Laying his binoculars on the seat, Jack hits the ignition switch. The V8 flares, and he continues toward the wide place, the scar on the desert floor called Wagontire, and parks on the south side of Star Mart. It’s like so many Texaco convenience stores, the cold drinks along the north wall. At the east end, where the Pepsi display starts are the prepared sandwiches – ham and cheese on rye, salami on wheat, and egg salad on white bread.

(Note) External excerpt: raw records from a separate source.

//! Reading realm and user files from the import directory.

use std::path::{Path, PathBuf};

use serde::de::DeserializeOwned;
use tracing::debug;

use crate::discovery::{self, REALM_FILE_SUFFIX};
use crate::error::{ImportError, ImportResult};
use crate::representation::{RealmRepresentation, UsersShard};

/// The directory realm and user files are read from.
#[derive(Debug, Clone)]
pub struct DirectorySource {
    root: PathBuf,
}

impl DirectorySource {
    /// Opens an import directory.
    ///
    /// ## Errors
    ///
    /// Returns `ImportError::Config` if `root` is not an existing directory.
    pub fn new(root: impl Into<PathBuf>) -> ImportResult<Self> {
        let root = root.into();
        if !root.is_dir() {
            return Err(ImportError::Config(format!(
                "Directory {} doesn't exist",
                root.display()
            )));
        }
        Ok(Self { root })
    }

    /// The import directory.
    #[must_use]
    pub fn root(&self) -> &Path {
        &self.root
    }

    /// Path of the definition file of `realm`.
    #[must_use]
    pub fn realm_file(&self, realm: &str) -> PathBuf {
        self.root.join(format!("{realm}{REALM_FILE_SUFFIX}"))
    }

    /// Lists the realms in the directory, administrative realm first.
    #[must_use]
    pub fn realm_names(&self, admin_realm: &str) -> Vec<String> {
        discovery::discover_realms(&self.root, admin_realm)
    }

    /// Checks whether the directory defines the administrative realm.
    #[must_use]
    pub fn contains_admin_realm(&self, admin_realm: &str) -> bool {
        discovery::contains_admin_realm(&self.root, admin_realm)
    }

    /// Reads the definition of `realm`.
    ///
    /// ## Errors
    ///
    /// Returns `ImportError::Io` or `ImportError::Parse` for unreadable
    /// files and `ImportError::RealmFileMismatch` if the file defines
    /// another realm.
    pub fn read_realm(&self, realm: &str) -> ImportResult<RealmRepresentation> {
        let path = self.realm_file(realm);
        let rep: RealmRepresentation = read_json(&path)?;
        if rep.realm != realm {
            return Err(ImportError::RealmFileMismatch {
                path,
                expected: realm.to_string(),
                found: rep.realm,
            });
        }
        Ok(rep)
    }

    /// Lists the user shard files of `realm` in ascending shard order.
    ///
    /// ## Errors
    ///
    /// Returns `ImportError::Io` if the directory cannot be listed.
    pub fn user_shards(&self, realm: &str) -> ImportResult<Vec<PathBuf>> {
        let entries = std::fs::read_dir(&self.root).map_err(|source| ImportError::Io {
            path: self.root.clone(),
            source,
        })?;

        let mut shards: Vec<(u64, PathBuf)> = entries
            .filter_map(Result::ok)
            .filter_map(|entry| {
                let index = entry
                    .file_name()
                    .to_str()
                    .and_then(|name| discovery::shard_index(name, realm))?;
                Some((index, entry.path()))
            })
            .collect();
        shards.sort_by_key(|(index, _)| *index);
        debug!(realm, count = shards.len(), "Found user shards");

        Ok(shards.into_iter().map(|(_, path)| path).collect())
    }

    /// Reads a user shard and checks it belongs to `realm`.
    ///
    /// ## Errors
    ///
    /// Returns `ImportError::RealmMismatch` if the shard names another
    /// realm, before any of its users is looked at.
    pub fn read_user_shard(&self, path: &Path, realm: &str) -> ImportResult<UsersShard> {
        let shard: UsersShard = read_json(path)?;
        if shard.realm != realm {
            return Err(ImportError::RealmMismatch {
                path: path.to_path_buf(),
                expected: realm.to_string(),
                found: shard.realm,
            });
        }
        Ok(shard)
    }
}

fn read_json<T: DeserializeOwned>(path: &Path) -> ImportResult<T> {
    let bytes = std::fs::read(path).map_err(|source| ImportError::Io {
        path: path.to_path_buf(),
        source,
    })?;
    serde_json::from_slice(&bytes).map_err(|source| ImportError::Parse {
        path: path.to_path_buf(),
        source,
    })
}
//! Database entity types for `SQLx`.
//!
//! These types map directly to database rows and are converted
//! to domain models.

#![allow(missing_docs)]

use chrono::{DateTime, Utc};
use sqlx::FromRow;
use uuid::Uuid;

/// Database row for realms.
#[derive(Debug, Clone, FromRow)]
pub struct RealmRow {
    pub id: Uuid,
    pub name: String,
    pub display_name: Option<String>,
    pub enabled: bool,
    pub created_at: DateTime<Utc>,
    pub updated_at: DateTime<Utc>,
}

/// Database row for clients.
#[derive(Debug, Clone, FromRow)]
#[allow(clippy::struct_excessive_bools)]
pub struct ClientRow {
    pub id: Uuid,
    pub realm_id: Uuid,
    pub client_id: String,
    pub name: Option<String>,
    pub enabled: bool,
    pub protocol: String,
    pub public_client: bool,
    pub bearer_only: bool,
    pub service_accounts_enabled: bool,
    pub created_at: DateTime<Utc>,
    pub updated_at: DateTime<Utc>,
}

/// Database row for client scopes.
#[derive(Debug, Clone, FromRow)]
pub struct ClientScopeRow {
    pub id: Uuid,
    pub realm_id: Uuid,
    pub name: String,
    pub description: Option<String>,
    pub protocol: String,
}

/// Database row for roles.
#[derive(Debug, Clone, FromRow)]
pub struct RoleRow {
    pub id: Uuid,
    pub name: String,
    pub description: Option<String>,
    pub realm_id: Uuid,
    pub client_id: Option<Uuid>,
    pub created_at: DateTime<Utc>,
}

/// Database row for groups.
#[derive(Debug, Clone, FromRow)]
pub struct GroupRow {
    pub id: Uuid,
    pub name: String,
    pub realm_id: Uuid,
    pub parent_id: Option<Uuid>,
    pub created_at: DateTime<Utc>,
}

/// Database row for users.
#[derive(Debug, Clone, FromRow)]
pub struct UserRow {
    pub id: Uuid,
    pub realm_id: Uuid,
    pub username: String,
    pub enabled: bool,
    pub first_name: Option<String>,
    pub last_name: Option<String>,
    pub email: Option<String>,
    pub email_verified: bool,
    pub service_account_client_link: Option<Uuid>,
    pub attributes: sqlx::types::Json<serde_json::Value>,
    pub created_at: DateTime<Utc>,
}
//! `PostgreSQL` implementation of the realm store.

use async_trait::async_trait;
use kc_model::{ClientInitialAccess, Realm};
use kc_storage::RealmStore;
use kc_storage::error::StorageResult;
use uuid::Uuid;

use crate::entities::RealmRow;
use crate::error::{from_sqlx_error, not_found};
use crate::store::PgTransaction;

#[async_trait]
impl RealmStore for PgTransaction {
    async fn find_realm_by_name(&mut self, name: &str) -> StorageResult<Option<Realm>> {
        let row: Option<RealmRow> = sqlx::query_as("SELECT * FROM realms WHERE name = $1")
            .bind(name)
            .fetch_optional(&mut *self.tx)
            .await
            .map_err(from_sqlx_error)?;

        Ok(row.map(Realm::from))
    }

    async fn lock_realm(&mut self, id: Uuid) -> StorageResult<Option<Realm>> {
        let row: Option<RealmRow> =
            sqlx::query_as("SELECT * FROM realms WHERE id = $1 FOR UPDATE")
                .bind(id)
                .fetch_optional(&mut *self.tx)
                .await
                .map_err(from_sqlx_error)?;

        Ok(row.map(Realm::from))
    }

    async fn create_realm(&mut self, realm: &Realm) -> StorageResult<()> {
        sqlx::query(
            r"INSERT INTO realms (id, name, display_name, enabled, created_at, updated_at)
            VALUES ($1, $2, $3, $4, $5, $6)",
        )
        .bind(realm.id)
        .bind(&realm.name)
        .bind(&realm.display_name)
        .bind(realm.enabled)
        .bind(realm.created_at)
        .bind(realm.updated_at)
        .execute(&mut *self.tx)
        .await
        .map_err(from_sqlx_error)?;

        Ok(())
    }

    async fn delete_realm(&mut self, id: Uuid) -> StorageResult<()> {
        let result = sqlx::query("DELETE FROM realms WHERE id = $1")
            .bind(id)
            .execute(&mut *self.tx)
            .await
            .map_err(from_sqlx_error)?;

        if result.rows_affected() == 0 {
            return Err(not_found("Realm", id));
        }

        Ok(())
    }

    async fn list_default_group_ids(&mut self, realm_id: Uuid) -> StorageResult<Vec<Uuid>> {
        sqlx::query_scalar("SELECT group_id FROM realm_default_groups WHERE realm_id = $1")
            .bind(realm_id)
            .fetch_all(&mut *self.tx)
            .await
            .map_err(from_sqlx_error)
    }

    async fn add_default_group(&mut self, realm_id: Uuid, group_id: Uuid) -> StorageResult<()> {
        sqlx::query(
            r"INSERT INTO realm_default_groups (realm_id, group_id) VALUES ($1, $2)
            ON CONFLICT DO NOTHING",
        )
        .bind(realm_id)
        .bind(group_id)
        .execute(&mut *self.tx)
        .await
        .map_err(from_sqlx_error)?;

        Ok(())
    }

    async fn remove_default_group(
        &mut self,
        realm_id: Uuid,
        group_id: Uuid,
    ) -> StorageResult<u64> {
        let result =
            sqlx::query("DELETE FROM realm_default_groups WHERE realm_id = $1 AND group_id = $2")
                .bind(realm_id)
                .bind(group_id)
                .execute(&mut *self.tx)
                .await
                .map_err(from_sqlx_error)?;

        Ok(result.rows_affected())
    }

    async fn clear_default_groups(&mut self, realm_id: Uuid) -> StorageResult<u64> {
        let result = sqlx::query("DELETE FROM realm_default_groups WHERE realm_id = $1")
            .bind(realm_id)
            .execute(&mut *self.tx)
            .await
            .map_err(from_sqlx_error)?;

        Ok(result.rows_affected())
    }

    async fn create_client_initial_access(
        &mut self,
        access: &ClientInitialAccess,
    ) -> StorageResult<()> {
        sqlx::query(
            r"INSERT INTO client_initial_access (
                id, realm_id, created_at, expiration, count, remaining_count
            ) VALUES ($1, $2, $3, $4, $5, $6)",
        )
        .bind(access.id)
        .bind(access.realm_id)
        .bind(access.created_at)
        .bind(access.expiration)
        .bind(access.count)
        .bind(access.remaining_count)
        .execute(&mut *self.tx)
        .await
        .map_err(from_sqlx_error)?;

        Ok(())
    }

    async fn delete_client_initial_access_by_realm(
        &mut self,
        realm_id: Uuid,
    ) -> StorageResult<u64> {
        let result = sqlx::query("DELETE FROM client_initial_access WHERE realm_id = $1")
            .bind(realm_id)
            .execute(&mut *self.tx)
            .await
            .map_err(from_sqlx_error)?;

        Ok(result.rows_affected())
    }
}
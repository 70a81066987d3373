//! CLI argument parsing.

use std::path::PathBuf;

use clap::Parser;
use kc_import::config::{MapScope, keys};

use crate::config::OutputFormat;

/// Imports realm definitions into the identity store.
///
/// Existing realms are torn down and rebuilt; users keep their role and
/// group assignments across the rebuild.
#[derive(Debug, Parser)]
#[command(name = "kc-import")]
#[command(author, version, about, long_about = None)]
pub struct Cli {
    /// Directory holding `<realm>-realm.json` and user shard files.
    #[arg(short, long)]
    pub dir: Option<PathBuf>,

    /// Import only this realm.
    #[arg(short, long)]
    pub realm: Option<String>,

    /// What to do with existing realms (IGNORE_EXISTING or
    /// OVERWRITE_EXISTING).
    #[arg(short, long)]
    pub strategy: Option<String>,

    /// Also import `<realm>-users-<n>.json` shards.
    #[arg(long)]
    pub with_users: bool,

    /// Name of the administrative realm, imported first.
    #[arg(long)]
    pub admin_realm: Option<String>,

    /// Database URL (overrides config).
    #[arg(long, env = "KC_DATABASE_URL")]
    pub database_url: Option<String>,

    /// Configuration file.
    #[arg(short, long, env = "KC_IMPORT_CONFIG")]
    pub config: Option<PathBuf>,

    /// Apply schema migrations before importing.
    #[arg(long)]
    pub migrate: bool,

    /// Summary format.
    #[arg(short, long, value_enum, default_value = "text")]
    pub output: OutputFormat,

    /// Enable verbose output.
    #[arg(short, long)]
    pub verbose: bool,
}

impl Cli {
    /// Import settings given on the command line.
    #[must_use]
    pub fn overrides(&self) -> MapScope {
        let mut scope = MapScope::new();
        if let Some(dir) = &self.dir {
            scope.set(keys::DIR, dir.to_string_lossy());
        }
        if let Some(realm) = &self.realm {
            scope.set(keys::REALM_NAME, realm.as_str());
        }
        if let Some(strategy) = &self.strategy {
            scope.set(keys::STRATEGY, strategy.as_str());
        }
        if self.with_users {
            scope.set(keys::WITH_USERS, "true");
        }
        if let Some(admin) = &self.admin_realm {
            scope.set(keys::ADMIN_REALM, admin.as_str());
        }
        scope
    }
}
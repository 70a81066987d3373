//! Association row maintenance against PostgreSQL.

use kc_model::{Realm, Role, User};
use kc_storage::Store;

use crate::common::TestEnv;

/// A user already holding the new role keeps the old row, which the sweep
/// then removes.
#[tokio::test]
async fn test_repoint_skips_users_holding_target() -> anyhow::Result<()> {
    let env = TestEnv::new().await?;
    let mut tx = env.store.begin().await?;

    let realm = Realm::new("acme");
    tx.create_realm(&realm).await?;
    let old_role = Role::new_realm_role(realm.id, "viewer-old");
    let new_role = Role::new_realm_role(realm.id, "viewer");
    tx.create_role(&old_role).await?;
    tx.create_role(&new_role).await?;

    let both = User::new(realm.id, "both");
    let only_old = User::new(realm.id, "only-old");
    tx.create_user(&both).await?;
    tx.create_user(&only_old).await?;
    tx.grant_role(both.id, old_role.id).await?;
    tx.grant_role(both.id, new_role.id).await?;
    tx.grant_role(only_old.id, old_role.id).await?;

    let moved = tx.repoint_role_mappings(old_role.id, new_role.id).await?;
    assert_eq!(moved, 1);

    tx.delete_role(old_role.id).await?;
    let swept = tx.delete_orphan_role_mappings().await?;
    assert_eq!(swept, 1);

    assert_eq!(tx.list_role_mappings(both.id).await?, vec![new_role.id]);
    assert_eq!(tx.list_role_mappings(only_old.id).await?, vec![new_role.id]);
    tx.commit().await?;

    Ok(())
}

/// Deleting a user removes its association rows.
#[tokio::test]
async fn test_user_deletion_cascades() -> anyhow::Result<()> {
    let env = TestEnv::new().await?;
    let mut tx = env.store.begin().await?;

    let realm = Realm::new("acme");
    tx.create_realm(&realm).await?;
    let role = Role::new_realm_role(realm.id, "viewer");
    tx.create_role(&role).await?;
    let user = User::new(realm.id, "alice");
    tx.create_user(&user).await?;
    tx.grant_role(user.id, role.id).await?;

    tx.delete_user(user.id).await?;
    tx.commit().await?;

    let (rows,): (i64,) = sqlx::query_as("SELECT COUNT(*) FROM user_role_mappings")
        .fetch_one(&env.pool)
        .await?;
    assert_eq!(rows, 0);

    Ok(())
}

Pleased to find a small table with seating to accommodate four, he claims a bench where he can sit while he has a ham and cheese and a bottle of orange soda.
“Don’t I know you from somewhere?” asks an old man who has crippled in from outside. Before Jack can respond he adds, “Mind if I join you?”
“Of course not. Sit,” says Jack, gesturing, a palm up. Jack recognizes him from before he went off to join the navy.
The old man is silent for a time, gathering his thoughts.
“Can I get you something, Frank?”
“How’d you know my name? You remind me of someone,” the old man says.
“Well I remember you. Frank Sluter? Have I got the name right? You wrenched for my dad when I was a kid here in Wagontire.”
“By cracky, that’s why I thought I knowed you. You’re Jack. A spitting image of your dad, you are,” says the old man, reaching across the table to shake. “I haven’t heard anything about your folks for years. Are they still alive?”
“They both passed away a few years back.”
“That’s too bad.
“Do you remember the fellow with the Stutz Bearcat?”
“That red one. The fella that bought gas here during the war?”
“Yes. Him. There was gas rationing and folks were only allowed three and a half gallons of gasoline each week. But this fella always had a rationing book chucked full of gas stamps. He always filled up when he was going south and he filled up again when he was headed back north. And he always gave me a nickel so I could buy a candy bar.”
“Dad said we could set our calendar by the days he came each month.”
“What do you suppose he did. Where’d he get all those gas stamps from? He must have worked for the government, don’t you think?” the old mechanic ventured.
“Maybe, but we’ll never know. It’s been too long. One day while Dad and I were setting in the station office, after the war was over, he asked me if I’d seen the guy in the red Stutz. I hadn’t. He’d quit coming by and we hadn’t noticed. Dad always kept track of details. He went to the desk calendar and started flipping through the pages. After a few minutes he turned and looked at me with an expression I’d never seen before. Stress? I don’t know. But he finally explained that the fellow had stopped coming by about the same time the Atom bomb exploded. He said he thought that guy was carrying plutonium from Hanford.